Coleta seletiva reduz volume do lixo hospitalar
Um comitê organizado entre hospitais públicos e privados, universidades e governo municipal estuda alternativas para adequação à nova resolução da Agência Nacional de Vigilância Sanitária (Anvisa), que começa a vigorar à partir de julho e determina que os hospitais, e não mais o município, assumam toda a responsabilidade e os encargos sobre os resíduos em serviços de saúde. Segundo essa resolução, as instituições de saúde devem elaborar um plano de gerenciamento de resíduos, no qual estará incluso todo o processo de coleta, seleção e destino final desse lixo.
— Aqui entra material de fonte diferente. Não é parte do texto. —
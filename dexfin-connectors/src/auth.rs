//! Request signing for private endpoints.
//!
//! # Authentication
//!
//! Every private request carries three headers:
//! - `X-Auth-Apikey`: the public key identifier
//! - `X-Auth-Nonce`: synchronized exchange time in whole seconds
//! - `X-Auth-Signature`: lowercase hex HMAC-SHA256 keyed by the secret over
//!   `nonce || api_key`
//!
//! The exchange rejects nonces older than the last one it accepted, so the
//! nonce comes from the synchronized clock and never goes backwards.

use std::sync::atomic::{AtomicI64, Ordering};
use std::sync::Arc;

use dexfin_domain::ApiCredentials;
use hmac::{Hmac, Mac};
use sha2::Sha256;

use crate::clock::ClockSynchronizer;
use crate::error::{ConnectorError, ConnectorResult};

type HmacSha256 = Hmac<Sha256>;

/// Header carrying the public key.
pub const API_KEY_HEADER: &str = "X-Auth-Apikey";
/// Header carrying the nonce.
pub const NONCE_HEADER: &str = "X-Auth-Nonce";
/// Header carrying the signature.
pub const SIGNATURE_HEADER: &str = "X-Auth-Signature";

/// Authentication headers for one request. Never persisted.
#[derive(Debug, Clone, PartialEq, Eq)]
pub struct SignedHeaders {
    /// Public key identifier
    pub api_key: String,
    /// Nonce (integer seconds)
    pub nonce: String,
    /// Hex-encoded MAC
    pub signature: String,
}

impl SignedHeaders {
    /// Header name/value pairs in wire order.
    pub fn pairs(&self) -> [(&'static str, &str); 3] {
        [
            (API_KEY_HEADER, self.api_key.as_str()),
            (NONCE_HEADER, self.nonce.as_str()),
            (SIGNATURE_HEADER, self.signature.as_str()),
        ]
    }
}

/// Produces authentication headers for private requests.
pub struct RequestSigner {
    credentials: ApiCredentials,
    clock: Arc<ClockSynchronizer>,
    last_nonce: AtomicI64,
}

impl RequestSigner {
    /// Create a signer over the given credentials and clock.
    pub fn new(credentials: ApiCredentials, clock: Arc<ClockSynchronizer>) -> Self {
        Self {
            credentials,
            clock,
            last_nonce: AtomicI64::new(0),
        }
    }

    /// Public key identifier.
    pub fn api_key(&self) -> &str {
        self.credentials.api_key()
    }

    /// Compute the signature for a nonce. Pure given (credentials, nonce).
    pub fn sign(&self, nonce: &str) -> ConnectorResult<String> {
        let mut mac = HmacSha256::new_from_slice(self.credentials.api_secret().as_bytes())
            .map_err(|e| ConnectorError::Signature(format!("HMAC error: {}", e)))?;

        mac.update(nonce.as_bytes());
        mac.update(self.credentials.api_key().as_bytes());

        Ok(hex::encode(mac.finalize().into_bytes()))
    }

    /// Build headers for an explicit nonce.
    pub fn headers_for_nonce(&self, nonce: i64) -> ConnectorResult<SignedHeaders> {
        let nonce = nonce.to_string();
        let signature = self.sign(&nonce)?;

        Ok(SignedHeaders {
            api_key: self.credentials.api_key().to_string(),
            nonce,
            signature,
        })
    }

    /// Build headers using the next nonce from the synchronized clock.
    pub fn headers(&self) -> ConnectorResult<SignedHeaders> {
        self.headers_for_nonce(self.next_nonce())
    }

    /// Synchronized time in seconds, clamped so it never drops below a nonce
    /// already handed out (a later clock sample may move the offset backwards).
    fn next_nonce(&self) -> i64 {
        let candidate = self.clock.current_time_secs();
        let previous = self.last_nonce.fetch_max(candidate, Ordering::AcqRel);
        previous.max(candidate)
    }
}

impl std::fmt::Debug for RequestSigner {
    fn fmt(&self, f: &mut std::fmt::Formatter<'_>) -> std::fmt::Result {
        f.debug_struct("RequestSigner")
            .field("api_key", &self.credentials.api_key())
            .finish_non_exhaustive()
    }
}

// =============================================================================
// Tests
// =============================================================================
E entre as alternativas de viabilização, a coleta seletiva para a reciclagem apresenta-se como o maior aliado na redução do volume do lixo hospitalar e conseqüente redução no custo do tratamento dos resíduos.
A lei da Anvisa enumera todos os materiais que podem ser destinados ao reaproveitamento sem oferecer riscos à saúde e ao meio ambiente, e incentiva uma atitude que completa um círculo virtuoso de consciência ecológica, responsabilidade social e alternativa empreendedora para muitas famílias. Além disso, ela incrementa, com mais detalhes, os programas de coleta seletiva de resíduos que os hospitais de Londrina desenvolvem há alguns anos.
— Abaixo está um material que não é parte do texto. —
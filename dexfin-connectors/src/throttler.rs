//! Sliding-window rate limiter with linked (pooled) limits.
//!
//! Every REST endpoint has its own limit, and most endpoints are also charged
//! against shared pools (`REQUEST_WEIGHT`, and for order placement `ORDERS` /
//! `ORDERS_24HR`). Acquiring a permit for an endpoint consumes weight 1 from the
//! endpoint's own bucket plus the link weight from each pool, all or nothing.
//!
//! # Concurrency
//!
//! Bucket state sits behind a `std::sync::Mutex` that is only taken for the
//! check-and-consume step. Waiting happens outside the lock with
//! `tokio::time::sleep_until`, so dropping an `acquire` future consumes nothing.

use std::collections::{HashMap, HashSet, VecDeque};
use std::fmt;
use std::str::FromStr;
use std::sync::{Mutex, MutexGuard};
use std::time::Duration;

use tokio::time::Instant;
use tracing::debug;

use crate::error::{ConnectorError, ConnectorResult};

const ONE_SECOND: Duration = Duration::from_secs(1);
const ONE_MINUTE: Duration = Duration::from_secs(60);
const ONE_DAY: Duration = Duration::from_secs(86_400);

/// Capacity of every per-endpoint bucket in the default table.
const ENDPOINT_CAPACITY: u32 = 5_000;

// =============================================================================
// Limit identifiers
// =============================================================================

/// Identifier of a rate-limit bucket.
#[derive(Debug, Clone, Copy, PartialEq, Eq, Hash, PartialOrd, Ord)]
pub enum LimitId {
    /// Shared request-weight pool
    RequestWeight,
    /// Short-window order placement pool
    Orders,
    /// Daily order placement pool
    Orders24h,
    /// Instrument catalog
    Markets,
    /// Tickers
    Tickers,
    /// Order book depth
    Depth,
    /// Server time
    ServerTime,
    /// Health probe
    Alive,
    /// Account balances
    Balances,
    /// Own trades
    Trades,
    /// Order listing
    ListOrders,
    /// Order placement
    PlaceOrder,
    /// Order detail
    OrderDetail,
    /// Order cancel
    CancelOrder,
}

impl LimitId {
    /// Every known identifier.
    pub const ALL: [LimitId; 14] = [
        LimitId::RequestWeight,
        LimitId::Orders,
        LimitId::Orders24h,
        LimitId::Markets,
        LimitId::Tickers,
        LimitId::Depth,
        LimitId::ServerTime,
        LimitId::Alive,
        LimitId::Balances,
        LimitId::Trades,
        LimitId::ListOrders,
        LimitId::PlaceOrder,
        LimitId::OrderDetail,
        LimitId::CancelOrder,
    ];

    /// Configuration name (`REQUEST_WEIGHT`, `DEPTH`, ...).
    pub fn as_str(&self) -> &'static str {
        match self {
            LimitId::RequestWeight => "REQUEST_WEIGHT",
            LimitId::Orders => "ORDERS",
            LimitId::Orders24h => "ORDERS_24HR",
            LimitId::Markets => "MARKETS",
            LimitId::Tickers => "TICKERS",
            LimitId::Depth => "DEPTH",
            LimitId::ServerTime => "SERVER_TIME",
            LimitId::Alive => "ALIVE",
            LimitId::Balances => "BALANCES",
            LimitId::Trades => "TRADES",
            LimitId::ListOrders => "LIST_ORDERS",
            LimitId::PlaceOrder => "PLACE_ORDER",
            LimitId::OrderDetail => "ORDER_DETAIL",
            LimitId::CancelOrder => "CANCEL_ORDER",
        }
    }
}

impl fmt::Display for LimitId {
    fn fmt(&self, f: &mut fmt::Formatter<'_>) -> fmt::Result {
        f.write_str(self.as_str())
    }
}

impl FromStr for LimitId {
    type Err = ConnectorError;

    fn from_str(s: &str) -> Result<Self, Self::Err> {
        let name = s.trim().to_uppercase();
        LimitId::ALL
            .iter()
            .copied()
            .find(|id| id.as_str() == name)
            .ok_or_else(|| ConnectorError::RateLimit(format!("unknown limit id: {}", s)))
    }
}

// =============================================================================
// Configuration table
// =============================================================================

/// A pool the limit is additionally charged against.
#[derive(Debug, Clone, Copy, PartialEq, Eq)]
pub struct LinkedLimit {
    /// Pool identifier
    pub id: LimitId,
    /// Weight consumed from the pool per acquisition
    pub weight: u32,
}

/// One row of the rate-limit table.
#[derive(Debug, Clone, PartialEq, Eq)]
pub struct RateLimit {
    /// Bucket identifier
    pub id: LimitId,
    /// Maximum weight inside one window
    pub capacity: u32,
    /// Sliding window length
    pub window: Duration,
    /// Pools charged alongside this bucket
    pub linked: Vec<LinkedLimit>,
}

impl RateLimit {
    /// Create an unlinked limit.
    pub fn new(id: LimitId, capacity: u32, window: Duration) -> Self {
        Self {
            id,
            capacity,
            window,
            linked: Vec::new(),
        }
    }

    /// Charge `weight` from pool `id` on every acquisition.
    pub fn linked_to(mut self, id: LimitId, weight: u32) -> Self {
        self.linked.push(LinkedLimit { id, weight });
        self
    }
}

/// The exchange's published limits.
pub fn default_rate_limits() -> Vec<RateLimit> {
    let endpoint = |id: LimitId, weight: u32| {
        RateLimit::new(id, ENDPOINT_CAPACITY, ONE_MINUTE).linked_to(LimitId::RequestWeight, weight)
    };

    vec![
        RateLimit::new(LimitId::RequestWeight, 1_200, ONE_MINUTE),
        RateLimit::new(LimitId::Orders, 10, ONE_SECOND),
        RateLimit::new(LimitId::Orders24h, 100_000, ONE_DAY),
        endpoint(LimitId::Tickers, 40),
        endpoint(LimitId::Markets, 10),
        endpoint(LimitId::Depth, 50),
        endpoint(LimitId::ServerTime, 1),
        endpoint(LimitId::Alive, 1),
        endpoint(LimitId::Balances, 10),
        endpoint(LimitId::Trades, 10),
        endpoint(LimitId::ListOrders, 1),
        endpoint(LimitId::PlaceOrder, 1)
            .linked_to(LimitId::Orders, 1)
            .linked_to(LimitId::Orders24h, 1),
        endpoint(LimitId::OrderDetail, 1),
        endpoint(LimitId::CancelOrder, 1),
    ]
}

/// Replace the capacity of existing rows.
///
/// # Errors
/// `ConnectorError::RateLimit` if an override names a limit absent from the table.
pub fn apply_capacity_overrides(
    limits: &mut [RateLimit],
    overrides: &[(LimitId, u32)],
) -> ConnectorResult<()> {
    for (id, capacity) in overrides {
        let row = limits
            .iter_mut()
            .find(|l| l.id == *id)
            .ok_or_else(|| ConnectorError::RateLimit(format!("override for undefined limit {}", id)))?;
        row.capacity = *capacity;
    }
    Ok(())
}

// =============================================================================
// Buckets
// =============================================================================

#[derive(Debug)]
struct Bucket {
    capacity: u32,
    window: Duration,
    log: VecDeque<(Instant, u32)>,
    used: u32,
}

impl Bucket {
    fn new(capacity: u32, window: Duration) -> Self {
        Self {
            capacity,
            window,
            log: VecDeque::new(),
            used: 0,
        }
    }

    fn prune(&mut self, now: Instant) {
        while let Some(&(at, weight)) = self.log.front() {
            if now.duration_since(at) < self.window {
                break;
            }
            self.used -= weight;
            self.log.pop_front();
        }
    }

    fn has_room(&self, weight: u32) -> bool {
        self.used + weight <= self.capacity
    }

    /// Earliest instant at which `weight` fits, assuming no new consumption.
    fn ready_at(&self, weight: u32) -> Option<Instant> {
        let mut used = self.used;
        for &(at, w) in &self.log {
            used -= w;
            if used + weight <= self.capacity {
                return Some(at + self.window);
            }
        }
        None
    }

    fn consume(&mut self, now: Instant, weight: u32) {
        self.log.push_back((now, weight));
        self.used += weight;
    }

    fn available(&self) -> u32 {
        self.capacity.saturating_sub(self.used)
    }
}

/// Proof that capacity was consumed for one call.
///
/// Dropping a permit releases nothing; consumption expires with the window.
#[derive(Debug, Clone, Copy)]
pub struct RateLimitPermit {
    /// Limit the permit was acquired for
    pub limit_id: LimitId,
    /// When the capacity was consumed
    pub acquired_at: Instant,
    /// Time spent waiting for capacity
    pub waited: Duration,
}

// =============================================================================
// Rate limiter
// =============================================================================

/// Gate for outbound requests.
#[derive(Debug)]
pub struct RateLimiter {
    buckets: Mutex<HashMap<LimitId, Bucket>>,
    /// Per limit: every (bucket, weight) consumed by one acquisition
    plans: HashMap<LimitId, Vec<(LimitId, u32)>>,
}

impl RateLimiter {
    /// Build a limiter from a table.
    ///
    /// # Errors
    /// `ConnectorError::RateLimit` on duplicate ids, zero capacity, links to
    /// undefined ids, zero link weights or link weights above the linked capacity.
    pub fn new(limits: Vec<RateLimit>) -> ConnectorResult<Self> {
        let mut seen = HashSet::new();
        for limit in &limits {
            if !seen.insert(limit.id) {
                return Err(ConnectorError::RateLimit(format!("duplicate limit id {}", limit.id)));
            }
            if limit.capacity == 0 {
                return Err(ConnectorError::RateLimit(format!("limit {} has zero capacity", limit.id)));
            }
            if limit.window.is_zero() {
                return Err(ConnectorError::RateLimit(format!("limit {} has an empty window", limit.id)));
            }
        }

        let capacities: HashMap<LimitId, u32> = limits.iter().map(|l| (l.id, l.capacity)).collect();
        let mut plans = HashMap::with_capacity(limits.len());

        for limit in &limits {
            let mut plan = vec![(limit.id, 1)];
            for link in &limit.linked {
                let capacity = capacities.get(&link.id).copied().ok_or_else(|| {
                    ConnectorError::RateLimit(format!("{} links to undefined limit {}", limit.id, link.id))
                })?;
                if link.id == limit.id {
                    return Err(ConnectorError::RateLimit(format!("{} links to itself", limit.id)));
                }
                if link.weight == 0 || link.weight > capacity {
                    return Err(ConnectorError::RateLimit(format!(
                        "{} links to {} with weight {} (capacity {})",
                        limit.id, link.id, link.weight, capacity
                    )));
                }
                plan.push((link.id, link.weight));
            }
            plans.insert(limit.id, plan);
        }

        let buckets = limits
            .into_iter()
            .map(|l| (l.id, Bucket::new(l.capacity, l.window)))
            .collect();

        Ok(Self {
            buckets: Mutex::new(buckets),
            plans,
        })
    }

    /// Limiter over [`default_rate_limits`].
    pub fn with_defaults() -> ConnectorResult<Self> {
        Self::new(default_rate_limits())
    }

    fn lock(&self) -> MutexGuard<'_, HashMap<LimitId, Bucket>> {
        self.buckets.lock().unwrap_or_else(|poisoned| poisoned.into_inner())
    }

    fn plan(&self, id: LimitId) -> ConnectorResult<&[(LimitId, u32)]> {
        self.plans
            .get(&id)
            .map(Vec::as_slice)
            .ok_or_else(|| ConnectorError::RateLimit(format!("limit {} is not configured", id)))
    }

    /// Consume now if every bucket has room, otherwise report when to retry.
    fn try_consume(&self, plan: &[(LimitId, u32)], now: Instant) -> Result<(), Instant> {
        let mut buckets = self.lock();
        let mut retry_at: Option<Instant> = None;

        for (id, weight) in plan {
            if let Some(bucket) = buckets.get_mut(id) {
                bucket.prune(now);
                if !bucket.has_room(*weight) {
                    let ready = bucket.ready_at(*weight).unwrap_or(now + bucket.window);
                    retry_at = Some(retry_at.map_or(ready, |r| r.max(ready)));
                }
            }
        }

        if let Some(at) = retry_at {
            return Err(at);
        }

        for (id, weight) in plan {
            if let Some(bucket) = buckets.get_mut(id) {
                bucket.consume(now, *weight);
            }
        }
        Ok(())
    }

    /// Wait until `id` and all of its linked pools have room, then consume them.
    ///
    /// # Errors
    /// `ConnectorError::RateLimit` if `id` is not in the table.
    pub async fn acquire(&self, id: LimitId) -> ConnectorResult<RateLimitPermit> {
        let plan = self.plan(id)?;
        let started = Instant::now();

        loop {
            let now = Instant::now();
            match self.try_consume(plan, now) {
                Ok(()) => {
                    return Ok(RateLimitPermit {
                        limit_id: id,
                        acquired_at: now,
                        waited: now.duration_since(started),
                    })
                }
                Err(retry_at) => {
                    debug!(
                        limit = %id,
                        wait_ms = retry_at.saturating_duration_since(now).as_millis() as u64,
                        "Rate limit reached, waiting"
                    );
                    tokio::time::sleep_until(retry_at).await;
                }
            }
        }
    }

    /// Consume without waiting. Returns `None` when any bucket is full.
    ///
    /// # Errors
    /// `ConnectorError::RateLimit` if `id` is not in the table.
    pub fn try_acquire(&self, id: LimitId) -> ConnectorResult<Option<RateLimitPermit>> {
        let plan = self.plan(id)?;
        let now = Instant::now();

        Ok(self.try_consume(plan, now).ok().map(|()| RateLimitPermit {
            limit_id: id,
            acquired_at: now,
            waited: Duration::ZERO,
        }))
    }

    /// Remaining capacity of a single bucket inside its current window.
    pub fn available(&self, id: LimitId) -> Option<u32> {
        let now = Instant::now();
        let mut buckets = self.lock();
        buckets.get_mut(&id).map(|bucket| {
            bucket.prune(now);
            bucket.available()
        })
    }
}

// =============================================================================
// Tests
// =============================================================================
Eliane Aparecida Montanane e seu marido, Valdir Montanane, compram e vendem materiais recicláveis. Entre seus clientes estão o Hospital da Zona Norte, o primeiro a realizar um programa de coleta seletiva na cidade, e o Hospital do Coração, que desde sua inauguração, há 10 meses, desenvolve um programa semelhante. Os dois hospitais separam e vendem para o casal os frascos de álcool e soro vazios, caixas de papelão e papéis brancos. Isabel Cristina Santinato Sahão, diretora de apoio técnico do Hospital do Coração, destaca, entre as vantagens de destinar o lixo selecionado para reciclagem, o elevado padrão de qualidade dos materiais que a indústria farmacêutica desenvolve para embalar e proteger os medicamentos e utensílios hospitalares.
Segundo ela, é pequena a porção infecciosa do lixo proveniente dos hospitais. "Apenas 10% dos resíduos hospitalares são "infectantes", ou seja, não podem ser reaproveitados e precisam de tratamento adequado. Os demais resíduos gerados não oferecem risco biológico", ressalta Isabel Cristina.
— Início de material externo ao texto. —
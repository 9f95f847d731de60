//! Packet (C1) and Form: the plain value types exchanged with callers.

/// The pair `(channel count, sample rate)` shared by both ends of a stream.
///
/// Immutable for the lifetime of the stream it describes.
#[derive(Debug, Clone, Copy, PartialEq, Eq)]
pub struct Form {
    channel_count: u16,
    sample_rate: u32,
}

impl Form {
    /// Creates a form. Panics if `channel_count` is zero, mirroring the
    /// bridge's own refusal to operate on a channel-less stream.
    pub fn new(channel_count: u16, sample_rate: u32) -> Self {
        assert!(channel_count > 0, "channel_count must be positive");
        Form {
            channel_count,
            sample_rate,
        }
    }

    /// Number of interleaved channels in one frame.
    pub fn channel_count(&self) -> u16 {
        self.channel_count
    }

    /// Samples per second, per channel.
    pub fn sample_rate(&self) -> u32 {
        self.sample_rate
    }

    /// Duration of one frame at this form's sample rate.
    pub fn frame_duration(&self) -> std::time::Duration {
        std::time::Duration::from_secs_f64(1.0 / self.sample_rate as f64)
    }
}

/// A buffer of interleaved, normalized `f64` samples together with the
/// frame index and origin-relative timestamp of its first frame.
///
/// `data.len()` is always a multiple of the form's channel count; callers
/// are responsible for allocating data of the right length, construction
/// performs no copy.
#[derive(Debug, Clone, PartialEq)]
pub struct Packet {
    data: Vec<f64>,
    frame_index: i64,
    start_time: std::time::Instant,
}

impl Packet {
    /// Builds a packet. `data.len()` must already be a multiple of the
    /// stream's channel count; this is a plain value type and does not
    /// itself validate against a `Form`.
    pub fn new(data: Vec<f64>, frame_index: i64, start_time: std::time::Instant) -> Self {
        Packet {
            data,
            frame_index,
            start_time,
        }
    }

    /// Interleaved sample data.
    pub fn data(&self) -> &[f64] {
        &self.data
    }

    /// Mutable access to the interleaved sample data.
    pub fn data_mut(&mut self) -> &mut [f64] {
        &mut self.data
    }

    /// Frames exchanged with the driver before this packet's first frame.
    pub fn frame_index(&self) -> i64 {
        self.frame_index
    }

    /// For capture, the latest instant at which the driver could have
    /// recorded the first frame. For playback, the earliest instant the
    /// driver will play it.
    pub fn start_time(&self) -> std::time::Instant {
        self.start_time
    }

    /// Identity of this packet's backing storage, used by the bridge to
    /// enforce that a playback packet handed back by the caller is the same
    /// allocation it issued (spec.md's buffer-identity invariant).
    pub fn storage_identity(&self) -> usize {
        self.data.as_ptr() as usize
    }
}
Este lixo também pode se transformar em fonte de recursos para o hospital. O dinheiro que o Hospital da Zona Norte arrecada vendendo o material reciclável para o casal Montanane, por exemplo, vai para a "caixinha" da instituição e é usado para comprar miudezas para a manutenção. Aparecida Parra, auxiliar operacional da instituição, conta que no início, a idéia era utilizar este dinheiro para a festa de fim de ano dos funcionários, "mas acabou que tudo foi sendo revertido para o hospital. Na emergência este dinheiro serve até para comprar remédios que faltam aqui". Em fevereiro, em pleno verão, a venda dos recicláveis rendeu três ventiladores para eles.